### [ENTRIES SHOWN]

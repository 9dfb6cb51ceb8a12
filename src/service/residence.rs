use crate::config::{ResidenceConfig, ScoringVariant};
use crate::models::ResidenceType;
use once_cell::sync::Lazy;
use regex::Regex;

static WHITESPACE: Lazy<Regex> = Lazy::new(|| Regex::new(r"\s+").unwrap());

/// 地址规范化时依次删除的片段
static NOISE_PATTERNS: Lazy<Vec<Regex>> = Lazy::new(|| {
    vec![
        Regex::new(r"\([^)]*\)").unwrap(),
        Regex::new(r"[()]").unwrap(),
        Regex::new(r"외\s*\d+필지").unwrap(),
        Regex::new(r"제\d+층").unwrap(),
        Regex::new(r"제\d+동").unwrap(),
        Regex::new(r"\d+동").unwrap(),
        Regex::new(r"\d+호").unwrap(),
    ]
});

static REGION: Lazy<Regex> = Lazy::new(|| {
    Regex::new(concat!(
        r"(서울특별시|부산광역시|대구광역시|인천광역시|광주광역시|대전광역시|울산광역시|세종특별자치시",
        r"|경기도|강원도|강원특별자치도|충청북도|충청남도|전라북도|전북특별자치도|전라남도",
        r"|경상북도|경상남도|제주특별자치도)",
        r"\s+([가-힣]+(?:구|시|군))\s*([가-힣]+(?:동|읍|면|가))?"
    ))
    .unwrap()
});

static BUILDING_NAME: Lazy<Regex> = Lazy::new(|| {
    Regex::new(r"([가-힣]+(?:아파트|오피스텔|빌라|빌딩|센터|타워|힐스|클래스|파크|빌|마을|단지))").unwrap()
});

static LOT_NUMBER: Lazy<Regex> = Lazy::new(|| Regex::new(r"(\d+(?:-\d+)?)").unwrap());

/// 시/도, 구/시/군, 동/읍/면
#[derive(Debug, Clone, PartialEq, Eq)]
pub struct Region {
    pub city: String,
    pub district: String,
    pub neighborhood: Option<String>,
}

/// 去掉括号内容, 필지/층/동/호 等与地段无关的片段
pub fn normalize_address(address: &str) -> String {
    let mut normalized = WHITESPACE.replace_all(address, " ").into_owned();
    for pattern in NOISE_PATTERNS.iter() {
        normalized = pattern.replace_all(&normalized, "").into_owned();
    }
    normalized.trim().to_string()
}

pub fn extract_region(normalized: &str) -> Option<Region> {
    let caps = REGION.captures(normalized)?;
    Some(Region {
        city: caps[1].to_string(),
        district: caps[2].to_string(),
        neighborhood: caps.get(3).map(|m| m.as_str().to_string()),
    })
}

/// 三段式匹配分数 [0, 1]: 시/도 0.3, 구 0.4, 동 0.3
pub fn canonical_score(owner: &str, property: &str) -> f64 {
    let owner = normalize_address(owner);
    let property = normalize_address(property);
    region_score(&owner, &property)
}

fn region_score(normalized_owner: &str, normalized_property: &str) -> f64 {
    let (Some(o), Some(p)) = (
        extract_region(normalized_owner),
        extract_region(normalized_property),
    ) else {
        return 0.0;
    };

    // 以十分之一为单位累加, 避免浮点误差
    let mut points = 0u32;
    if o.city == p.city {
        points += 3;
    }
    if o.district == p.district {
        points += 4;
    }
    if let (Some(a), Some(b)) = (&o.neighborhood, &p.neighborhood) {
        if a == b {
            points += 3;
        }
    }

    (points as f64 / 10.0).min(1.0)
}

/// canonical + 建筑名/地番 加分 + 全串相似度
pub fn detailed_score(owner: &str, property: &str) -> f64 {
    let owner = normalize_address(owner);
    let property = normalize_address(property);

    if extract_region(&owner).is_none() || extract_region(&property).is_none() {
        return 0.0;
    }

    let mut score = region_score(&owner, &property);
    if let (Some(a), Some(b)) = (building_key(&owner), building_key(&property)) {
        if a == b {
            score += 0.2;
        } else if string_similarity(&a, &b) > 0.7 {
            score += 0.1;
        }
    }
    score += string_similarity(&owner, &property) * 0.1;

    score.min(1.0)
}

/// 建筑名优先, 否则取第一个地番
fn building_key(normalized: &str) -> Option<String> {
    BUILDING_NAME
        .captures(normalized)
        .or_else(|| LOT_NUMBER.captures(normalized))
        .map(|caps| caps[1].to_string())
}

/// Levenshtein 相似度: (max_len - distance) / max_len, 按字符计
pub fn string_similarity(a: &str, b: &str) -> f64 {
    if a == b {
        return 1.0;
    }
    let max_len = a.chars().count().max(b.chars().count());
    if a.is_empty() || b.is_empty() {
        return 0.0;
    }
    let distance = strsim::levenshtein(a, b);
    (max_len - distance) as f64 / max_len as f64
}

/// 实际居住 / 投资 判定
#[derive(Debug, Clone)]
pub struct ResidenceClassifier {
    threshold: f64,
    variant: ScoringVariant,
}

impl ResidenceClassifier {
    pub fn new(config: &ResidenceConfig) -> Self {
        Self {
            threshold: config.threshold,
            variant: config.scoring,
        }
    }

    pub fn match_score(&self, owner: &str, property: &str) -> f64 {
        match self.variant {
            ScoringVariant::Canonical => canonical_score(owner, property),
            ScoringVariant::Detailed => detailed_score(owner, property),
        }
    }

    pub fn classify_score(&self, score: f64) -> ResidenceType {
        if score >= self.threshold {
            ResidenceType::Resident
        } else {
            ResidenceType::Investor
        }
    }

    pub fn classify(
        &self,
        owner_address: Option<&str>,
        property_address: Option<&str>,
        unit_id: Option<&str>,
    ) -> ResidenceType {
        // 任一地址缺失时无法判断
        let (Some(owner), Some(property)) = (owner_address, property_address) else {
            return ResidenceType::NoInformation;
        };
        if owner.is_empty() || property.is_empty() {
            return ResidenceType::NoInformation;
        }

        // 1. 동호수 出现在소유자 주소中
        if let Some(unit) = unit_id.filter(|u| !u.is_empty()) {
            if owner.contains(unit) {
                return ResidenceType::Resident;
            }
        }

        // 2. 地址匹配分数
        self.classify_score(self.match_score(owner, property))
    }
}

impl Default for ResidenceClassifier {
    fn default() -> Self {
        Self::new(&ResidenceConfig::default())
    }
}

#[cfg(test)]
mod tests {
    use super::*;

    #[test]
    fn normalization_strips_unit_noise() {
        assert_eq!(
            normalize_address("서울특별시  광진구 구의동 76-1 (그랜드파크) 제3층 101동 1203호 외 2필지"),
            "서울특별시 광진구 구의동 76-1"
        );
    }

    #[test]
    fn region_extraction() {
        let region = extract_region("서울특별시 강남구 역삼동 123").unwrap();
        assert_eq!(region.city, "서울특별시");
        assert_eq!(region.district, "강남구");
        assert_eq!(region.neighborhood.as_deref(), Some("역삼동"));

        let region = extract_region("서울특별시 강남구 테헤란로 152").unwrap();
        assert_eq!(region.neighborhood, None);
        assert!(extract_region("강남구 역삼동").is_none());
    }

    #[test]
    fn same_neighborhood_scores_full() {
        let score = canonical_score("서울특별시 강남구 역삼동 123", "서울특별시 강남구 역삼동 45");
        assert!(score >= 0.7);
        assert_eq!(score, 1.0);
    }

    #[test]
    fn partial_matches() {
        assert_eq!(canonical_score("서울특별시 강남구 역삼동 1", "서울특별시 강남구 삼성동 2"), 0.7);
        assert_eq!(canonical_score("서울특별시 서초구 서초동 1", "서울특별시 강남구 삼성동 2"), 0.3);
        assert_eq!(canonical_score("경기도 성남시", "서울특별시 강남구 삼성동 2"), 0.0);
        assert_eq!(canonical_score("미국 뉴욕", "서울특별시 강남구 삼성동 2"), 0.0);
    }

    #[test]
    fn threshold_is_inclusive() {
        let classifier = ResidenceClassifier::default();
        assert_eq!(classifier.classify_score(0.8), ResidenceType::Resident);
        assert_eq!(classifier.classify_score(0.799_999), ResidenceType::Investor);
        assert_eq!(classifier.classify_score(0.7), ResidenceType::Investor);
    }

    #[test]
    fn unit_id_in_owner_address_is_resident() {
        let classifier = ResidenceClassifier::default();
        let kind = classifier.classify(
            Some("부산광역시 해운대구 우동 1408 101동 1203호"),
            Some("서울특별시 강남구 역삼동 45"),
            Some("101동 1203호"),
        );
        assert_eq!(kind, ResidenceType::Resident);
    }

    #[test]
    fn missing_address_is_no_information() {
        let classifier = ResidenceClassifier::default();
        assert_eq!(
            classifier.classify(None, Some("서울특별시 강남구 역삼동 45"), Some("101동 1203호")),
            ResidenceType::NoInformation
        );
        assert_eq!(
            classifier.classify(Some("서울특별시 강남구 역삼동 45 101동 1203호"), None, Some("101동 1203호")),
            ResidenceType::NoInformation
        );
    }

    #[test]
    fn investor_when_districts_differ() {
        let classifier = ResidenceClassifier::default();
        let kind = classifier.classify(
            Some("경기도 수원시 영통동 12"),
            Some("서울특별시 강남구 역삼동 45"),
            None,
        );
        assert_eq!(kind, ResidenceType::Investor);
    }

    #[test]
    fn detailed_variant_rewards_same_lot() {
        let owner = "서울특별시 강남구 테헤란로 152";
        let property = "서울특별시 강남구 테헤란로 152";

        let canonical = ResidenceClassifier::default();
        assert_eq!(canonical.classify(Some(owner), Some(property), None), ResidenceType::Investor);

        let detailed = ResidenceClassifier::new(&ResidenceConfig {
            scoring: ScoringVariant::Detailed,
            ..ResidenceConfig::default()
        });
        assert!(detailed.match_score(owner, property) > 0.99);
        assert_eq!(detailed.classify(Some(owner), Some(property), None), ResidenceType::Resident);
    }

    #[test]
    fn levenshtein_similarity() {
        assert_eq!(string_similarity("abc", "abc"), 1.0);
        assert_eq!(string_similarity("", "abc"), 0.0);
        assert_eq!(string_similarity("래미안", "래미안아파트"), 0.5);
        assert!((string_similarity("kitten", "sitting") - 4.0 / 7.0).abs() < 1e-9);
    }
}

...

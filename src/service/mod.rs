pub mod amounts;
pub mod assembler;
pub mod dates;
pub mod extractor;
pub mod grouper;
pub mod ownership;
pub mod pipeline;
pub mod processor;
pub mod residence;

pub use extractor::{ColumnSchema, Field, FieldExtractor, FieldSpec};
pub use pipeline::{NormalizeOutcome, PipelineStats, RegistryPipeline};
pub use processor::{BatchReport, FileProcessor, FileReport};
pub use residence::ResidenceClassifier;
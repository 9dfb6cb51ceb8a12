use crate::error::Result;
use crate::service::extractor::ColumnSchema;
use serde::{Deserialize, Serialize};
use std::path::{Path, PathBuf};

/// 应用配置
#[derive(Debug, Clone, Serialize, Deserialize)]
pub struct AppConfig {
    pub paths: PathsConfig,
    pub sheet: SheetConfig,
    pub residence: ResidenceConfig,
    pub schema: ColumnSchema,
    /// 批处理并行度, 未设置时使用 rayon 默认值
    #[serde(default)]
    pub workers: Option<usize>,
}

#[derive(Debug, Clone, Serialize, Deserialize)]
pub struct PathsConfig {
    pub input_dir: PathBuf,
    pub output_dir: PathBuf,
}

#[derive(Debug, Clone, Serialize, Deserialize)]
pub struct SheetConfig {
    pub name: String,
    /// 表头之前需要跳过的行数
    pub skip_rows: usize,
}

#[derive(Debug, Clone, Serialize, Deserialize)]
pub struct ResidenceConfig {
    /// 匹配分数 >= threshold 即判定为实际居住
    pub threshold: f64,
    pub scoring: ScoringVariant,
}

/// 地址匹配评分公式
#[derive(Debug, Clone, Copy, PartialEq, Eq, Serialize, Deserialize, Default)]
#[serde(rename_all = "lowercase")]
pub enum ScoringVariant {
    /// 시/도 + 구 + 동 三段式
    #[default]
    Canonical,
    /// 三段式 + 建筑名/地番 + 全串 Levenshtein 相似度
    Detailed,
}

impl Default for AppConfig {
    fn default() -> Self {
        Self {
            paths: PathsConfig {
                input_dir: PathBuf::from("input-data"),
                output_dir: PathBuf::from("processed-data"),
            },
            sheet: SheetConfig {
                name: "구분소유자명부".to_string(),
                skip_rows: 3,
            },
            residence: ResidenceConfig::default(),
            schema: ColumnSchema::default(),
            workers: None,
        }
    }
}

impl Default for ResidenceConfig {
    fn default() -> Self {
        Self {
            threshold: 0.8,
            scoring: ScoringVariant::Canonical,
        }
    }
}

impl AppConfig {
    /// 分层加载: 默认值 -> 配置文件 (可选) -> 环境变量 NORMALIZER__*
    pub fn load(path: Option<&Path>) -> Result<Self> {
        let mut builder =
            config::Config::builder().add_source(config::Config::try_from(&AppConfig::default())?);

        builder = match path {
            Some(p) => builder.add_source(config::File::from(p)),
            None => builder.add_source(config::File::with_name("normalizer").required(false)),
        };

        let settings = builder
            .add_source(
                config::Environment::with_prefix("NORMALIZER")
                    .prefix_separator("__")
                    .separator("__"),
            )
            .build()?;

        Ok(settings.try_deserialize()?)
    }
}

* * *

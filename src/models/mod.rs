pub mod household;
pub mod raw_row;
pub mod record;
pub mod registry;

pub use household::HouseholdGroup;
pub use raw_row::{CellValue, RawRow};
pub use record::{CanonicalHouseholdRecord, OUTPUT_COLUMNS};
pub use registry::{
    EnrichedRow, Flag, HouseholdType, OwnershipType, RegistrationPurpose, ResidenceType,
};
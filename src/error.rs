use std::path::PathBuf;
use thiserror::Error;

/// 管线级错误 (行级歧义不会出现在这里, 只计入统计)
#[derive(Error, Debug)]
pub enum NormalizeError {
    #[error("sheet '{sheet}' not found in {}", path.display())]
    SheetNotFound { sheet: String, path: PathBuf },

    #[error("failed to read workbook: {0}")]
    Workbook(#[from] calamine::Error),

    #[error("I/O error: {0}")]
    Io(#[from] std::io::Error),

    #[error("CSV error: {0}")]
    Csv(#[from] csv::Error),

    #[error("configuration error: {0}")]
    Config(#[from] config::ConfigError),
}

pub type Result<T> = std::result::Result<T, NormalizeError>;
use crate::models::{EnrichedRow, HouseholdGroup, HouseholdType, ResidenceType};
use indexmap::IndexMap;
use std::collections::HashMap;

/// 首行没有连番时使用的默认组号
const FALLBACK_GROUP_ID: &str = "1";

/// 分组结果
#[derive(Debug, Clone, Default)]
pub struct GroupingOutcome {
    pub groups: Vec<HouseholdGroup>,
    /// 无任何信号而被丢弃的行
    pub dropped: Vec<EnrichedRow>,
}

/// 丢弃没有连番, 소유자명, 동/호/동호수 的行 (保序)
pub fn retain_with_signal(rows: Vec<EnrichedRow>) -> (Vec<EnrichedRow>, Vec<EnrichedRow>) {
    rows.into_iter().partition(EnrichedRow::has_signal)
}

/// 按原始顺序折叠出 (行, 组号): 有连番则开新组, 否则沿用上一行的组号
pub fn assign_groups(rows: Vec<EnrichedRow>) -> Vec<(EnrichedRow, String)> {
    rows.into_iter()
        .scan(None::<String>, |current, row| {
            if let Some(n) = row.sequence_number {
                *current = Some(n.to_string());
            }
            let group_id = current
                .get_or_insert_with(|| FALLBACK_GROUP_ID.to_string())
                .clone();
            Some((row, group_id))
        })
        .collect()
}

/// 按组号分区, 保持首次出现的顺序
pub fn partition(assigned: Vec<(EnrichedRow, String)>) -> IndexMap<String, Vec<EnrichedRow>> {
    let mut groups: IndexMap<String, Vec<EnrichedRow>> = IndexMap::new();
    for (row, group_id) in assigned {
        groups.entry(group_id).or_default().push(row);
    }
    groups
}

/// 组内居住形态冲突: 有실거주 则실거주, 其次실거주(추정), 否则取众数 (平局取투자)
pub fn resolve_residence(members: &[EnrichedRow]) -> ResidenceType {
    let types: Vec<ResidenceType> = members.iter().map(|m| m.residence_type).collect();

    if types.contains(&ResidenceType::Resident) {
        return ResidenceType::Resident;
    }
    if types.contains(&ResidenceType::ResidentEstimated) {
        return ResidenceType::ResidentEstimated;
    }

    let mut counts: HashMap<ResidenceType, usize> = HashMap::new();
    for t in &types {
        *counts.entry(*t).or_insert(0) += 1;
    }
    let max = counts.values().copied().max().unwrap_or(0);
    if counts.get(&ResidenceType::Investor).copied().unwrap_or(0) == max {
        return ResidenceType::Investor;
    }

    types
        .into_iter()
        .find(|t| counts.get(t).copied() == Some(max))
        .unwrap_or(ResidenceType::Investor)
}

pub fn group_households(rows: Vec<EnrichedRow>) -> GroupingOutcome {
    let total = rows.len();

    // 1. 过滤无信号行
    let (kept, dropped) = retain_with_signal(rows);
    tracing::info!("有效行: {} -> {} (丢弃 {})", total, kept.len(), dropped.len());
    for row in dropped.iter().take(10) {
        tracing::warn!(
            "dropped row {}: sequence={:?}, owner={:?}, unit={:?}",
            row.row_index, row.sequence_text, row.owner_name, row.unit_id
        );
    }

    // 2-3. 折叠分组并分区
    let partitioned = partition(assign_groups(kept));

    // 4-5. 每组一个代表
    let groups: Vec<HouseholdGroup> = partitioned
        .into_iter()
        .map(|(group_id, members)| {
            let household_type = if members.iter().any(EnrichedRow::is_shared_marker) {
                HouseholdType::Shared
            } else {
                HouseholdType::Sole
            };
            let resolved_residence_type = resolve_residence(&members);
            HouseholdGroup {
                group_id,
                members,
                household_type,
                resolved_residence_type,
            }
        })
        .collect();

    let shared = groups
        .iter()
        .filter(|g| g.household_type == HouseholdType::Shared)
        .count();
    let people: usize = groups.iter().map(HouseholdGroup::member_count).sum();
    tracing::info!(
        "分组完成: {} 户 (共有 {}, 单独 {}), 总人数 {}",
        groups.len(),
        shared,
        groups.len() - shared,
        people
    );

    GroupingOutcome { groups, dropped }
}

### [TASK]
An exact copy of the lines above between the line holding "pub struct ResidenceClassifier" and the line holding "if owner.is_empty() ||", inclusive, is the whole answer.

### [EXERCISE OUTPUT]
pub struct ResidenceClassifier {
    threshold: f64,
    variant: ScoringVariant,
}

impl ResidenceClassifier {
    pub fn new(config: &ResidenceConfig) -> Self {
        Self {
            threshold: config.threshold,
            variant: config.scoring,
        }
    }

    pub fn match_score(&self, owner: &str, property: &str) -> f64 {
        match self.variant {
            ScoringVariant::Canonical => canonical_score(owner, property),
            ScoringVariant::Detailed => detailed_score(owner, property),
        }
    }

    pub fn classify_score(&self, score: f64) -> ResidenceType {
        if score >= self.threshold {
            ResidenceType::Resident
        } else {
            ResidenceType::Investor
        }
    }

    pub fn classify(
        &self,
        owner_address: Option<&str>,
        property_address: Option<&str>,
        unit_id: Option<&str>,
    ) -> ResidenceType {
        // 任一地址缺失时无法判断
        let (Some(owner), Some(property)) = (owner_address, property_address) else {
            return ResidenceType::NoInformation;
        };
        if owner.is_empty() || property.is_empty() {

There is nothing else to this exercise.